L'image des députés se rendant au Palais Bourbon en canot a marqué les esprits des contemporains. L'un d'entre eux, un certain Robert Capelle, sténographe à l'Assemblée nationale, fit le compte-rendu de ses émotions sous forme de notes au jour le jour. A la date du mardi 25 janvier 1910, on peut lire : «Certains députés demandent à ce que la Chambre suspende ses séances. M. Doumer, rapporteur général du budget s'y oppose. La séparation de la Chambre, paraît-il, affolerait la population. Je ne sais pas. “Quand il y aura de l'eau dans l'hémicycle, dit-il, nous monterons sur les gradins”.»

Crue de 1910 : 8,62 m au pont d'Austerlitz !

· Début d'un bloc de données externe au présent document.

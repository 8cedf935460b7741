//! Logging setup for the gateway.
//!
//! Console output through tracing-subscriber. Session metrics go through the
//! global OpenTelemetry meter, which stays a no-op until an exporter is
//! installed.

use tracing_subscriber::{layer::SubscriberExt, util::SubscriberInitExt, EnvFilter};

use crate::config::LogFormat;

const DEFAULT_FILTER: &str = "info,waddle_gateway=debug,waddle_session=debug";

/// Initialize the global tracing subscriber.
///
/// # Configuration
///
/// - `RUST_LOG`: Log filter (default: `info,waddle_gateway=debug,waddle_session=debug`)
pub fn init(format: LogFormat) -> anyhow::Result<()> {
    let filter =
        EnvFilter::try_from_default_env().unwrap_or_else(|_| EnvFilter::new(DEFAULT_FILTER));

    let fmt_layer = tracing_subscriber::fmt::layer()
        .with_target(true)
        .with_thread_ids(false)
        .with_file(true)
        .with_line_number(true);

    match format {
        LogFormat::Pretty => tracing_subscriber::registry()
            .with(filter)
            .with(fmt_layer.pretty())
            .try_init()?,
        LogFormat::Json => tracing_subscriber::registry()
            .with(filter)
            .with(fmt_layer.json())
            .try_init()?,
    }

    tracing::info!(format = %format, "Telemetry initialized");
    Ok(())
}

/// Flush pending output before exit.
pub fn shutdown() {
    tracing::info!("Telemetry shutdown complete");
}
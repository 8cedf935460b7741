//! Newline-delimited framing over any byte stream.

use std::net::SocketAddr;

use async_trait::async_trait;
use bytes::Bytes;
use futures::{SinkExt, StreamExt};
use tokio::io::{AsyncRead, AsyncWrite, AsyncWriteExt};
use tokio_util::codec::{Framed, LinesCodec, LinesCodecError};
use tracing::{debug, warn};
use waddle_session::{Connection, ConnectionError};

/// A [`Connection`] carrying one UTF-8 frame per line.
pub struct LinesConnection<T> {
    framed: Framed<T, LinesCodec>,
    peer: Option<SocketAddr>,
}

impl<T> LinesConnection<T>
where
    T: AsyncRead + AsyncWrite + Unpin + Send + 'static,
{
    /// Wrap `io`, rejecting lines longer than `max_frame_len` bytes.
    pub fn new(io: T, max_frame_len: usize) -> Self {
        Self {
            framed: Framed::new(io, LinesCodec::new_with_max_length(max_frame_len)),
            peer: None,
        }
    }

    pub fn with_peer(mut self, peer: SocketAddr) -> Self {
        self.peer = Some(peer);
        self
    }
}

fn codec_error(err: LinesCodecError) -> ConnectionError {
    match err {
        LinesCodecError::Io(e) => ConnectionError::Io(e),
        LinesCodecError::MaxLineLengthExceeded => ConnectionError::framing("line too long"),
    }
}

#[async_trait]
impl<T> Connection for LinesConnection<T>
where
    T: AsyncRead + AsyncWrite + Unpin + Send + 'static,
{
    async fn read_frame(&mut self) -> Result<Option<Bytes>, ConnectionError> {
        match self.framed.next().await {
            Some(Ok(line)) => Ok(Some(Bytes::from(line))),
            Some(Err(e)) => Err(codec_error(e)),
            None => Ok(None),
        }
    }

    async fn write_frame(&mut self, frame: Bytes) -> Result<(), ConnectionError> {
        // Messages are opaque; one this framing cannot carry is skipped.
        let Ok(line) = std::str::from_utf8(&frame) else {
            warn!(peer = ?self.peer, len = frame.len(), "Dropping outbound frame that is not UTF-8");
            return Ok(());
        };
        self.framed.send(line).await.map_err(codec_error)
    }

    async fn close(&mut self) -> Result<(), ConnectionError> {
        debug!(peer = ?self.peer, "Closing connection");
        self.framed.get_mut().shutdown().await?;
        Ok(())
    }
}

Dans la revue des Annales de géographie de 1911, Lucien Gallois a pu écrire : «En même temps se produisaient des crues extraordinaires sur la haute Seine et la Marne ; l'effet en était attendu à Paris pour le 27 ou le 28 . Or, le 23, une dépression barométrique de 33 mm de 24 heures déterminait une recrudescence des pluies. Un nouveau flot de l'Yonne, du Loing, du Grand Morin venait se superposait à celui de la haute Seine et de la Marne, et les eaux atteignaient, le 28, 8,62 m au pont d'Austerlitz. (...) En somme, la Seine avait monté, en 9 jours, de 5,64 m au pont d'Austerlitz, soit de 0,626 m par jour. Jamais on n'avait observé de crue aussi soudaine. La décroissance fut également très rapide : le 7 février, le niveau était redescendu à 4,50 m au pont d'Austerlitz, soit de 0,41 m par jour. Il y eut encore ensuite deux fortes oscillations, et le fleuve ne rentra définitivement dans son lit qu'au milieu de mars.»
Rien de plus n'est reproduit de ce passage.